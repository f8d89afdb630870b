use crate::{
    ApiDataResponse, ChainId, DashboardId, Error, ErrorMessage, GroupId, SlotVizApi, SlotVizEpoch,
};
use async_trait::async_trait;
use std::path::PathBuf;

/// Serves the slot visualization from a JSON file holding a recorded API response.
///
/// The file is read on every request, so rewriting it changes what the next fetch returns. It may
/// hold either a `{"data": [...]}` response or a `{"code": .., "message": ..}` error message. The
/// dashboard and group ids of a request are ignored.
#[derive(Debug, Clone)]
pub struct FileSlotVizApi {
    path: PathBuf,
    chain_id: ChainId,
}

impl FileSlotVizApi {
    pub fn new(path: PathBuf, chain_id: ChainId) -> Self {
        Self { path, chain_id }
    }

    pub fn path(&self) -> &PathBuf {
        &self.path
    }
}

#[async_trait]
impl SlotVizApi for FileSlotVizApi {
    async fn get_slot_viz(
        &self,
        _dashboard_id: &DashboardId,
        _group_id: GroupId,
        _bypass_cache: bool,
    ) -> Result<Vec<SlotVizEpoch>, Error> {
        let bytes = tokio::fs::read(&self.path)
            .await
            .map_err(|e| Error::Io(self.path.clone(), e))?;

        match serde_json::from_slice::<ApiDataResponse<Vec<SlotVizEpoch>>>(&bytes) {
            Ok(response) => Ok(response.data),
            Err(e) => match serde_json::from_slice::<ErrorMessage>(&bytes) {
                Ok(message) => Err(Error::ServerMessage(message)),
                Err(_) => Err(Error::InvalidJson(e)),
            },
        }
    }

    fn current_chain_id(&self) -> ChainId {
        self.chain_id
    }
}
//! Everything a slot detail popup shows about one slot.

use crate::duty::{
    attestation_color, proposal_color, slashing_color, slot_color, sync_color, DutyColor,
};
use dashboard_api::{SlotStatus, SlotVizSlot};
use serde::Serialize;
use slot_clock::slot_to_timestamp;
use types::{ChainNetwork, Slot};

#[derive(Debug, Clone, PartialEq, Eq, Serialize)]
pub struct SlotDetails {
    pub slot: Slot,
    pub status: SlotStatus,
    /// Start of the slot, in milliseconds since the UNIX epoch.
    pub timestamp: u64,
    pub proposal: DutyColor,
    pub attestations: DutyColor,
    pub sync: DutyColor,
    pub slashing: DutyColor,
    pub color: DutyColor,
}

impl SlotDetails {
    pub fn new(network: &ChainNetwork, slot: &SlotVizSlot) -> Self {
        Self {
            slot: slot.slot,
            status: slot.status,
            timestamp: slot_to_timestamp(network, slot.slot),
            proposal: proposal_color(slot),
            attestations: attestation_color(slot),
            sync: sync_color(slot),
            slashing: slashing_color(slot),
            color: slot_color(slot),
        }
    }

    /// Link to the slot on the block explorer at `base_url`.
    pub fn url(&self, base_url: &str) -> String {
        format!("{}/slot/{}", base_url.trim_end_matches('/'), self.slot)
    }
}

__WHAT IS BEING ASKED__. What you return must match the records above exactly, line for line.

__WRITTEN SOLUTION__.
repository f8d89afdb630870b
use crate::{
    ApiDataResponse, ChainId, DashboardId, Error, ErrorMessage, GroupId, SlotVizApi, SlotVizEpoch,
};
use async_trait::async_trait;
use std::path::PathBuf;

/// Serves the slot visualization from a JSON file holding a recorded API response.
///
/// The file is read on every request, so rewriting it changes what the next fetch returns. It may
/// hold either a `{"data": [...]}` response or a `{"code": .., "message": ..}` error message. The
/// dashboard and group ids of a request are ignored.
#[derive(Debug, Clone)]
pub struct FileSlotVizApi {
    path: PathBuf,
    chain_id: ChainId,
}

impl FileSlotVizApi {
    pub fn new(path: PathBuf, chain_id: ChainId) -> Self {
        Self { path, chain_id }
    }

    pub fn path(&self) -> &PathBuf {
        &self.path
    }
}

#[async_trait]
impl SlotVizApi for FileSlotVizApi {
    async fn get_slot_viz(
        &self,
        _dashboard_id: &DashboardId,
        _group_id: GroupId,
        _bypass_cache: bool,
    ) -> Result<Vec<SlotVizEpoch>, Error> {
        let bytes = tokio::fs::read(&self.path)
            .await
            .map_err(|e| Error::Io(self.path.clone(), e))?;

        match serde_json::from_slice::<ApiDataResponse<Vec<SlotVizEpoch>>>(&bytes) {
            Ok(response) => Ok(response.data),
            Err(e) => match serde_json::from_slice::<ErrorMessage>(&bytes) {
                Ok(message) => Err(Error::ServerMessage(message)),
                Err(_) => Err(Error::InvalidJson(e)),
            },
        }
    }

    fn current_chain_id(&self) -> ChainId {
        self.chain_id
    }
}
//! Everything a slot detail popup shows about one slot.

use crate::duty::{
    attestation_color, proposal_color, slashing_color, slot_color, sync_color, DutyColor,
};
use dashboard_api::{SlotStatus, SlotVizSlot};
use serde::Serialize;
use slot_clock::slot_to_timestamp;
use types::{ChainNetwork, Slot};

#[derive(Debug, Clone, PartialEq, Eq, Serialize)]
pub struct SlotDetails {
    pub slot: Slot,
    pub status: SlotStatus,
    /// Start of the slot, in milliseconds since the UNIX epoch.
    pub timestamp: u64,
    pub proposal: DutyColor,
    pub attestations: DutyColor,
    pub sync: DutyColor,
    pub slashing: DutyColor,
    pub color: DutyColor,
}

impl SlotDetails {
    pub fn new(network: &ChainNetwork, slot: &SlotVizSlot) -> Self {
        Self {
            slot: slot.slot,
            status: slot.status,
            timestamp: slot_to_timestamp(network, slot.slot),
            proposal: proposal_color(slot),
            attestations: attestation_color(slot),
            sync: sync_color(slot),
            slashing: slashing_color(slot),
            color: slot_color(slot),
        }
    }

    /// Link to the slot on the block explorer at `base_url`.
    pub fn url(&self, base_url: &str) -> String {
        format!("{}/slot/{}", base_url.trim_end_matches('/'), self.slot)
    }
}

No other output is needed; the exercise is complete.